Let’s have a look at each of them…


You have a legal obligation to warn your team that you’re considering making redundancies and consult meaningfully and individually with everyone who is affected. It’s important to keep an open mind during these consultations and genuinely listen to your employees: they may come up with alternatives to redundancy you hadn’t even thought of and I can’t emphasise strongly enough how important this stage is.

Unless you’re planning on making more than 20 people redundant, there’s no statutory timetable for consultation but it should take place when the proposals are still at an early stage. You’ve got to give employees enough information to allow them to make representations on why they should not be dismissed, and they should be given adequate time to do so.

And don’t forget to consult with all affected employees, even if they are on maternity, shared parental, or long-term sick leave.
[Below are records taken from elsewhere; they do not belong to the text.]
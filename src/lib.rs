//! Tower Cascade (workspace facade crate).
//!
//! Re-exports the member crates as `tower_cascade::{types, core, engine, adapter}`
//! while the implementation lives in dedicated crates under `crates/`.

pub use tower_cascade_adapter as adapter;
pub use tower_cascade_core as core;
pub use tower_cascade_engine as engine;
pub use tower_cascade_types as types;
//! Core types module - shared data structures and constants
//!
//! This module defines the fundamental values that flow through the cascade
//! engine. Everything here is plain data: it can be copied into a replay log,
//! compared for equality, and serialized by an external layer without the
//! engine being involved.
//!
//! # Block Identity
//!
//! A [`BlockType`] is a one-byte stable id:
//!
//! | Id | Meaning |
//! |----|---------|
//! | `0` | [`BlockType::NONE`]: empty cell |
//! | `1..=253` | concrete block types |
//! | `254` | [`BlockType::STATIC`]: never matches, never falls |
//! | `255` | [`BlockType::WILD`]: extends a run of any concrete type |
//!
//! # Coordinates
//!
//! [`GridCoords`] are `(row, column)` with row 0 at the bottom of the tower.
//!
//! # Actions
//!
//! Every grid mutation is a [`GridAction`]. Batches of actions are applied,
//! in the same order, to every consumer of the stream (the grid itself, the
//! score accumulator, presentation listeners).
//!
//! # Examples
//!
//! ```
//! use tower_cascade_types::{BlockType, GridRules, MatchAxis, Shape, GridCoords};
//!
//! let red = BlockType::concrete(1);
//! assert!(red.matches(BlockType::WILD));
//! assert!(!red.matches(BlockType::STATIC));
//!
//! let rules = GridRules::default();
//! assert_eq!(rules.min_length(MatchAxis::Horizontal), 3);
//!
//! let bar = Shape::vertical_bar(&[red, red, BlockType::concrete(2)]);
//! assert_eq!(bar.get(GridCoords::new(2, 0)), Some(&BlockType::concrete(2)));
//! ```

mod coords;

use serde::{Deserialize, Serialize};

pub use coords::{CoordMap, GridCoords};

/// Default number of grid columns.
pub const DEFAULT_COLUMNS: u16 = 8;

/// Default number of grid rows.
pub const DEFAULT_ROWS: u16 = 14;

/// Default minimum run length on every enabled axis.
pub const DEFAULT_MATCH_LENGTH: u8 = 3;

/// Default number of concrete block types in play.
pub const DEFAULT_SPAWN_TYPES: u8 = 4;

/// Highest id usable by a concrete block type.
pub const MAX_CONCRETE_ID: u8 = 253;

/// One-byte block identity. See the module docs for the id layout.
#[derive(Debug, Clone, Copy, PartialEq, Eq, Hash, PartialOrd, Ord, Default, Serialize, Deserialize)]
#[serde(transparent)]
pub struct BlockType(pub u8);

impl BlockType {
    pub const NONE: BlockType = BlockType(0);
    pub const STATIC: BlockType = BlockType(254);
    pub const WILD: BlockType = BlockType(255);

    /// A concrete block type. Ids outside `1..=253` are clamped into range.
    pub const fn concrete(id: u8) -> Self {
        if id == 0 {
            BlockType(1)
        } else if id > MAX_CONCRETE_ID {
            BlockType(MAX_CONCRETE_ID)
        } else {
            BlockType(id)
        }
    }

    pub const fn id(self) -> u8 {
        self.0
    }

    pub const fn is_none(self) -> bool {
        self.0 == 0
    }

    pub const fn is_occupied(self) -> bool {
        self.0 != 0
    }

    pub const fn is_wild(self) -> bool {
        self.0 == Self::WILD.0
    }

    pub const fn is_static(self) -> bool {
        self.0 == Self::STATIC.0
    }

    pub const fn is_concrete(self) -> bool {
        self.0 >= 1 && self.0 <= MAX_CONCRETE_ID
    }

    /// Whether this block can take part in a run (concrete or wild).
    pub const fn is_matchable(self) -> bool {
        self.is_concrete() || self.is_wild()
    }

    /// Whether `self` can sit in the same run as `other`.
    ///
    /// Wild matches any concrete type and other wilds; empty and static cells
    /// match nothing.
    pub fn matches(self, other: BlockType) -> bool {
        if !self.is_matchable() || !other.is_matchable() {
            return false;
        }
        self == other || self.is_wild() || other.is_wild()
    }
}

impl std::fmt::Display for BlockType {
    fn fmt(&self, f: &mut std::fmt::Formatter<'_>) -> std::fmt::Result {
        match *self {
            BlockType::NONE => write!(f, "_"),
            BlockType::STATIC => write!(f, "#"),
            BlockType::WILD => write!(f, "*"),
            BlockType(id) => write!(f, "{}", id),
        }
    }
}

/// Placement shape: offsets from the placement anchor to block types.
pub type Shape = CoordMap<BlockType>;

impl CoordMap<BlockType> {
    /// A single-column bar, `blocks[0]` at the anchor and the rest stacked
    /// upward.
    pub fn vertical_bar(blocks: &[BlockType]) -> Self {
        blocks
            .iter()
            .enumerate()
            .map(|(i, block)| (GridCoords::new(i as i32, 0), *block))
            .collect()
    }

    /// A single-row bar, `blocks[0]` at the anchor and the rest to the right.
    pub fn horizontal_bar(blocks: &[BlockType]) -> Self {
        blocks
            .iter()
            .enumerate()
            .map(|(i, block)| (GridCoords::new(0, i as i32), *block))
            .collect()
    }

    /// Number of non-empty cells.
    pub fn occupied_len(&self) -> usize {
        self.iter().filter(|(_, block)| block.is_occupied()).count()
    }
}

/// Match axis of a cleared run.
///
/// `Special` marks clears that were not triggered by the line rules (forced
/// or power-up clears).
#[derive(Debug, Clone, Copy, PartialEq, Eq, Hash, Serialize, Deserialize)]
#[serde(rename_all = "snake_case")]
pub enum MatchAxis {
    Horizontal,
    Vertical,
    Diagonal,
    Special,
}

impl MatchAxis {
    pub fn as_str(&self) -> &'static str {
        match self {
            MatchAxis::Horizontal => "horizontal",
            MatchAxis::Vertical => "vertical",
            MatchAxis::Diagonal => "diagonal",
            MatchAxis::Special => "special",
        }
    }
}

/// Line-matching rules for one level. Immutable once the grid is built.
///
/// A `match_*` value of 0 disables that axis; any other value is the minimum
/// run length that clears.
#[derive(Debug, Clone, Copy, PartialEq, Eq, Hash, Serialize, Deserialize)]
pub struct GridRules {
    pub match_horizontal: u8,
    pub match_vertical: u8,
    pub match_diagonal: u8,
    pub wrap_sides_on_match: bool,
    pub wrap_sides_on_move: bool,
}

impl GridRules {
    /// Every axis disabled, no wrapping.
    pub const DISABLED: GridRules = GridRules {
        match_horizontal: 0,
        match_vertical: 0,
        match_diagonal: 0,
        wrap_sides_on_match: false,
        wrap_sides_on_move: false,
    };

    /// Minimum run length for `axis`, 0 when disabled (always 0 for
    /// [`MatchAxis::Special`]).
    pub fn min_length(&self, axis: MatchAxis) -> u8 {
        match axis {
            MatchAxis::Horizontal => self.match_horizontal,
            MatchAxis::Vertical => self.match_vertical,
            MatchAxis::Diagonal => self.match_diagonal,
            MatchAxis::Special => 0,
        }
    }

    pub fn any_enabled(&self) -> bool {
        self.match_horizontal > 0 || self.match_vertical > 0 || self.match_diagonal > 0
    }
}

impl Default for GridRules {
    fn default() -> Self {
        Self {
            match_horizontal: DEFAULT_MATCH_LENGTH,
            match_vertical: DEFAULT_MATCH_LENGTH,
            match_diagonal: 0,
            wrap_sides_on_match: false,
            wrap_sides_on_move: false,
        }
    }
}

/// One run that contributed to a clear.
#[derive(Debug, Clone, Copy, PartialEq, Eq, Hash, Serialize, Deserialize)]
pub struct MatchedRun {
    pub axis: MatchAxis,
    pub length: u32,
}

/// A single vertical move from `from` to `to`.
#[derive(Debug, Clone, Copy, PartialEq, Eq, Hash, Serialize, Deserialize)]
pub struct CellMove {
    pub from: GridCoords,
    pub to: GridCoords,
}

/// Push `block` into the bottom of `column`.
#[derive(Debug, Clone, Copy, PartialEq, Eq, Hash, Serialize, Deserialize)]
pub struct ColumnPush {
    pub column: i32,
    pub block: BlockType,
}

/// A grid mutation command.
///
/// Produced by input (placements), by the match detector (clears and falls),
/// by the bonus generator (push-ups), and by the cascade resolver
/// (`SequenceFinished`). Every consumer sees the same actions in the same
/// order.
#[derive(Debug, Clone, PartialEq, Eq, Hash, Serialize, Deserialize)]
#[serde(tag = "kind", rename_all = "snake_case")]
pub enum GridAction {
    /// Write `shape` with its origin at `coords`.
    Place { coords: GridCoords, shape: Shape },
    /// Empty `coords`. `runs` lists the runs that produced the clear.
    ClearMatched {
        coords: Vec<GridCoords>,
        runs: Vec<MatchedRun>,
    },
    /// Vertical moves, applied in order.
    MoveCells { moves: Vec<CellMove> },
    /// Shift each listed column up by one row and insert a block at row 0.
    PushUpCells { pushes: Vec<ColumnPush> },
    /// Closes one top-level cascade resolution.
    SequenceFinished,
}

impl GridAction {
    /// A clear produced by a single rule-based run.
    pub fn clear_run(axis: MatchAxis, coords: Vec<GridCoords>) -> Self {
        let length = coords.len() as u32;
        GridAction::ClearMatched {
            coords,
            runs: vec![MatchedRun { axis, length }],
        }
    }

    /// A forced clear that does not come from the line rules.
    pub fn special_clear(coords: Vec<GridCoords>) -> Self {
        Self::clear_run(MatchAxis::Special, coords)
    }

    pub fn is_clear(&self) -> bool {
        matches!(self, GridAction::ClearMatched { .. })
    }

    /// Snake-case kind name, matching the serialized `kind` tag.
    pub fn kind_str(&self) -> &'static str {
        match self {
            GridAction::Place { .. } => "place",
            GridAction::ClearMatched { .. } => "clear_matched",
            GridAction::MoveCells { .. } => "move_cells",
            GridAction::PushUpCells { .. } => "push_up_cells",
            GridAction::SequenceFinished => "sequence_finished",
        }
    }
}

/// The concrete block types currently being spawned: ids
/// `first..first + count`.
#[derive(Debug, Clone, Copy, PartialEq, Eq, Hash, Serialize, Deserialize)]
pub struct SpawnRange {
    first: u8,
    count: u8,
}

impl SpawnRange {
    /// Returns `None` when the range is empty or leaves no room for the
    /// reserved future type.
    ///
    /// ```
    /// use tower_cascade_types::{BlockType, SpawnRange};
    ///
    /// let range = SpawnRange::new(1, 4).unwrap();
    /// assert_eq!(range.future_type(), BlockType::concrete(5));
    /// assert!(SpawnRange::new(1, 0).is_none());
    /// assert!(SpawnRange::new(250, 4).is_none());
    /// ```
    pub fn new(first: u8, count: u8) -> Option<Self> {
        if first == 0 || count == 0 {
            return None;
        }
        let future = first as u16 + count as u16;
        if future > MAX_CONCRETE_ID as u16 {
            return None;
        }
        Some(Self { first, count })
    }

    pub fn first(&self) -> BlockType {
        BlockType(self.first)
    }

    pub fn count(&self) -> u8 {
        self.count
    }

    pub fn types(&self) -> impl Iterator<Item = BlockType> {
        (self.first..self.first + self.count).map(BlockType)
    }

    pub fn contains(&self, block: BlockType) -> bool {
        block.0 >= self.first && block.0 < self.first + self.count
    }

    /// The type just past the active range, used when no active type is safe.
    pub fn future_type(&self) -> BlockType {
        BlockType(self.first + self.count)
    }
}

impl Default for SpawnRange {
    fn default() -> Self {
        Self {
            first: 1,
            count: DEFAULT_SPAWN_TYPES,
        }
    }
}
//! Match detector - finds line matches, or gravity falls when there are none
//!
//! # Runs
//!
//! Each line (row, column or diagonal) is cut into maximal runs:
//!
//! - empty and static cells close the current run
//! - a wild cell extends the current run whatever its type
//! - a concrete cell extends the run if it has no type yet or the same type;
//!   a different type closes it and opens a new run that starts with the
//!   closed run's trailing wilds
//!
//! A run clears when it has a concrete anchor and reaches the axis minimum.
//!
//! # Output order
//!
//! | Pass | Order |
//! |------|-------|
//! | horizontal | rows bottom-up, left to right |
//! | vertical | columns left to right, bottom-up |
//! | diagonal `(1, 1)` | starts along column 0 top-down, then row 0 left to right |
//! | diagonal `(1, -1)` | starts along row 0 left to right, then the last column bottom-up |
//! | gravity | one `MoveCells`, column by column, bottom-up |
//!
//! Gravity is only computed when no run clears.

use arrayvec::ArrayVec;

use crate::grid::Grid;
use crate::types::{BlockType, CellMove, GridAction, GridCoords, MatchAxis};

#[derive(Debug, Clone, Default, PartialEq, Eq)]
struct Run {
    anchor: Option<BlockType>,
    coords: Vec<GridCoords>,
    /// Wild cells at the end of `coords`.
    trailing_wild: usize,
}

impl Run {
    fn qualifies(&self, min: u8) -> bool {
        min > 0 && self.anchor.is_some() && self.coords.len() >= min as usize
    }

    fn leading_wild(&self, grid: &Grid) -> usize {
        self.coords
            .iter()
            .take_while(|at| grid.get(**at).is_some_and(BlockType::is_wild))
            .count()
    }

    fn trailing(&self) -> &[GridCoords] {
        &self.coords[self.coords.len() - self.trailing_wild..]
    }
}

/// Cut one line into maximal runs. Runs of only wild cells are kept so the
/// wrap pass can fold them into a neighbour.
fn scan_line(grid: &Grid, line: &[GridCoords]) -> Vec<Run> {
    let mut runs = Vec::new();
    let mut current = Run::default();

    for &at in line {
        let block = grid.get(at).unwrap_or(BlockType::NONE);
        if !block.is_matchable() {
            if !current.coords.is_empty() {
                runs.push(std::mem::take(&mut current));
            }
            continue;
        }
        if block.is_wild() {
            current.coords.push(at);
            current.trailing_wild += 1;
            continue;
        }
        match current.anchor {
            Some(anchor) if anchor != block => {
                let shared = current.trailing().to_vec();
                runs.push(std::mem::take(&mut current));
                current.coords = shared;
            }
            _ => {}
        }
        current.anchor = Some(block);
        current.coords.push(at);
        current.trailing_wild = 0;
    }
    if !current.coords.is_empty() {
        runs.push(current);
    }
    runs
}

/// Fold the run touching the last column into the run starting at column 0.
///
/// Compatible anchors become one run (emitted in the first run's slot).
/// Otherwise each side only borrows the other's wild cells at the seam.
fn wrap_row(grid: &Grid, row: i32, mut runs: Vec<Run>) -> Vec<Run> {
    let last_column = grid.columns() as i32 - 1;
    if runs.len() < 2 {
        return runs;
    }
    let starts_at_zero = runs[0].coords.first().map(|at| at.column) == Some(0);
    let ends_at_last = runs[runs.len() - 1].coords.last().map(|at| at.column) == Some(last_column);
    if !starts_at_zero || !ends_at_last {
        return runs;
    }
    debug_assert!(runs.iter().all(|r| r.coords.iter().all(|at| at.row == row)));

    let tail = runs.pop().unwrap_or_default();
    let head = &mut runs[0];
    let compatible = match (tail.anchor, head.anchor) {
        (Some(a), Some(b)) => a == b,
        _ => true,
    };

    if compatible {
        let mut coords = tail.coords;
        for at in head.coords.drain(..) {
            if !coords.contains(&at) {
                coords.push(at);
            }
        }
        head.anchor = tail.anchor.or(head.anchor);
        head.coords = coords;
        return runs;
    }

    let lead = head.leading_wild(grid);
    let mut head_coords = tail.trailing().to_vec();
    head_coords.extend_from_slice(&head.coords);
    let mut tail_coords = tail.coords.clone();
    tail_coords.extend_from_slice(&head.coords[..lead]);

    head.coords = head_coords;
    runs.push(Run {
        anchor: tail.anchor,
        coords: tail_coords,
        trailing_wild: tail.trailing_wild,
    });
    runs
}

fn emit(axis: MatchAxis, min: u8, runs: Vec<Run>, out: &mut Vec<GridAction>) {
    for run in runs {
        if run.qualifies(min) {
            out.push(GridAction::clear_run(axis, run.coords));
        }
    }
}

fn diagonal(grid: &Grid, start: GridCoords, step_column: i32) -> Vec<GridCoords> {
    let mut line = Vec::new();
    let mut at = start;
    while grid.get(at).is_some() {
        line.push(at);
        at = GridCoords::new(at.row + 1, at.column + step_column);
    }
    line
}

fn diagonal_starts(grid: &Grid, step_column: i32) -> Vec<GridCoords> {
    let rows = grid.rows() as i32;
    let columns = grid.columns() as i32;
    if step_column > 0 {
        (1..rows)
            .rev()
            .map(|row| GridCoords::new(row, 0))
            .chain((0..columns).map(|column| GridCoords::new(0, column)))
            .collect()
    } else {
        (0..columns)
            .map(|column| GridCoords::new(0, column))
            .chain((1..rows).map(|row| GridCoords::new(row, columns - 1)))
            .collect()
    }
}

/// Every qualifying run on the enabled axes, as one `ClearMatched` each.
pub fn find_matches(grid: &Grid) -> Vec<GridAction> {
    let rules = *grid.rules();
    let rows = grid.rows() as i32;
    let columns = grid.columns() as i32;
    let mut out = Vec::new();

    let mut axes: ArrayVec<MatchAxis, 3> = ArrayVec::new();
    for axis in [MatchAxis::Horizontal, MatchAxis::Vertical, MatchAxis::Diagonal] {
        if rules.min_length(axis) > 0 {
            axes.push(axis);
        }
    }

    for axis in axes {
        let min = rules.min_length(axis);
        match axis {
            MatchAxis::Horizontal => {
                for row in 0..rows {
                    let line: Vec<_> = (0..columns).map(|c| GridCoords::new(row, c)).collect();
                    let mut runs = scan_line(grid, &line);
                    if rules.wrap_sides_on_match {
                        runs = wrap_row(grid, row, runs);
                    }
                    emit(axis, min, runs, &mut out);
                }
            }
            MatchAxis::Vertical => {
                if rows < min as i32 {
                    continue;
                }
                for column in 0..columns {
                    let line: Vec<_> = (0..rows).map(|r| GridCoords::new(r, column)).collect();
                    emit(axis, min, scan_line(grid, &line), &mut out);
                }
            }
            MatchAxis::Diagonal => {
                for step in [1, -1] {
                    for start in diagonal_starts(grid, step) {
                        let line = diagonal(grid, start, step);
                        if line.len() < min as usize {
                            continue;
                        }
                        emit(axis, min, scan_line(grid, &line), &mut out);
                    }
                }
            }
            MatchAxis::Special => {}
        }
    }
    out
}

/// Falls for every occupied, non-static cell with empty cells below it,
/// counting down to the nearest static cell. `None` when nothing falls.
pub fn compute_gravity(grid: &Grid) -> Option<GridAction> {
    let mut moves = Vec::new();
    for column in 0..grid.columns() {
        let mut empties = 0usize;
        for row in 0..grid.rows() {
            let block = grid.block(row, column);
            if block.is_none() {
                empties += 1;
            } else if block.is_static() {
                empties = 0;
            } else if empties > 0 {
                moves.push(CellMove {
                    from: GridCoords::new(row as i32, column as i32),
                    to: GridCoords::new((row - empties) as i32, column as i32),
                });
            }
        }
    }
    if moves.is_empty() {
        None
    } else {
        Some(GridAction::MoveCells { moves })
    }
}

/// One detector pass: clears if any run qualifies, otherwise falls,
/// otherwise nothing.
pub fn evaluate(grid: &Grid) -> Vec<GridAction> {
    let matches = find_matches(grid);
    if !matches.is_empty() {
        return matches;
    }
    compute_gravity(grid).into_iter().collect()
}

#[cfg(test)]
mod tests {
    use super::*;
    use crate::types::GridRules;

    fn rules(h: u8, v: u8, d: u8, wrap: bool) -> GridRules {
        GridRules {
            match_horizontal: h,
            match_vertical: v,
            match_diagonal: d,
            wrap_sides_on_match: wrap,
            wrap_sides_on_move: false,
        }
    }

    fn cleared(actions: &[GridAction]) -> Vec<Vec<GridCoords>> {
        actions
            .iter()
            .filter_map(|a| match a {
                GridAction::ClearMatched { coords, .. } => Some(coords.clone()),
                _ => None,
            })
            .collect()
    }

    fn row0(columns: &[i32]) -> Vec<GridCoords> {
        columns.iter().map(|c| GridCoords::new(0, *c)).collect()
    }

    #[test]
    fn test_trailing_wild_is_shared() {
        let grid = Grid::from_text(rules(3, 0, 0, false), &["11*22"], &[]).unwrap();
        let found = cleared(&find_matches(&grid));
        assert_eq!(found, vec![row0(&[0, 1, 2]), row0(&[2, 3, 4])]);
    }

    #[test]
    fn test_leading_wilds_join_first_anchor() {
        let grid = Grid::from_text(rules(3, 0, 0, false), &["**1_"], &[]).unwrap();
        assert_eq!(cleared(&find_matches(&grid)), vec![row0(&[0, 1, 2])]);
    }

    #[test]
    fn test_wrap_merges_compatible_ends() {
        let grid = Grid::from_text(rules(3, 0, 0, true), &["1_21"], &[]).unwrap();
        assert!(find_matches(&grid).is_empty());

        let grid = Grid::from_text(rules(3, 0, 0, true), &["1_11"], &[]).unwrap();
        assert_eq!(cleared(&find_matches(&grid)), vec![row0(&[2, 3, 0])]);
    }

    #[test]
    fn test_wrap_shares_wilds_across_seam() {
        // Cyclically the 1 in the last column continues into the wild at column 0.
        let grid = Grid::from_text(rules(3, 0, 0, true), &["*22_1"], &[]).unwrap();
        let found = cleared(&find_matches(&grid));
        assert_eq!(found, vec![row0(&[0, 1, 2])]);

        let grid = Grid::from_text(rules(3, 0, 0, true), &["*2_11"], &[]).unwrap();
        let found = cleared(&find_matches(&grid));
        assert_eq!(found, vec![row0(&[3, 4, 0])]);
    }

    #[test]
    fn test_vertical_and_diagonal_runs() {
        let grid = Grid::from_text(
            rules(0, 3, 3, false),
            &["2_3", "21_", "2_1"],
            &[],
        )
        .unwrap();
        let found = find_matches(&grid);
        assert_eq!(found.len(), 1, "{:?}", found);
        assert_eq!(
            cleared(&found)[0],
            vec![GridCoords::new(0, 0), GridCoords::new(1, 0), GridCoords::new(2, 0)]
        );

        let grid = Grid::from_text(
            rules(0, 0, 3, false),
            &["3_1", "_3_", "1_3"],
            &[],
        )
        .unwrap();
        let found = find_matches(&grid);
        assert_eq!(
            cleared(&found),
            vec![vec![GridCoords::new(0, 2), GridCoords::new(1, 1), GridCoords::new(2, 0)]]
        );
        assert!(matches!(
            &found[0],
            GridAction::ClearMatched { runs, .. } if runs[0].axis == MatchAxis::Diagonal
        ));
    }

    #[test]
    fn test_gravity_stops_at_static_floor() {
        let grid = Grid::from_text(rules(0, 0, 0, false), &["1", "_", "#", "_", "2"], &[])
            .unwrap();
        let moves = match compute_gravity(&grid) {
            Some(GridAction::MoveCells { moves }) => moves,
            other => panic!("expected moves, got {:?}", other),
        };
        assert_eq!(
            moves,
            vec![CellMove {
                from: GridCoords::new(4, 0),
                to: GridCoords::new(3, 0)
            }]
        );
    }

    #[test]
    fn test_matches_take_priority_over_falls() {
        let grid = Grid::from_text(rules(3, 0, 0, false), &["__1", "111"], &[]).unwrap();
        let actions = evaluate(&grid);
        assert_eq!(actions.len(), 1);
        assert!(actions[0].is_clear());
    }
}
As consultation can often be unexpectedly challenging, please feel free to reach out for guidance on making redundancies fairly and lawfully.

Reasonable selection pools

If you are removing a particular role and making everyone who carries out that role redundant, you’ll have already identified clear criteria and a ‘pool’ of people selected for redundancy.

But if you want to reduce numbers rather than remove a role completely, you will need to select the pool of employees to be considered. Whether this pool is created narrowly or more widely is up to you as tribunals rarely interfere with an employer’s choice — provided you can show you’re not motivated by trying to achieve a predetermined outcome.

Reasonable selection criteria and scoring

This is the third aspect of a fair procedure. You’ll need to draw up fair and objective criteria to apply to those in the pool and then select who will be made redundant.

Selection criteria can include attendance, disciplinary record, performance, skills, qualifications, and length of service. You can decide how you want to weight each category, although the more complex the weighting system, the more you may find yourself having to show you did not design it to target particular employees.

Be very careful not to use criteria which discriminate on the grounds of disability, age, or pregnancy. For example, don’t include absences you have authorised in relation to family leave.

Once you’ve chosen your criteria, score the employees in the pool. It is best for your line managers to assess their employees, but if multiple teams are involved there should also be some moderation of different managers’ scores.

Remember, you should not breach data protection by showing employees other people’s scores. You can give an average score, and sometimes you can show the scoring matrix, but anonymise the individuals.

Considering alternative employment

Finally, you must take reasonable steps to find alternative employment for everyone you’ve selected, either within your business or elsewhere in your group — and you should consult with them about this. If any affected employees are on maternity leave, they have special protection and the automatic right to be offered any suitable vacancies.

This was a timely reminder from Mr Daniel Barnett, barrister.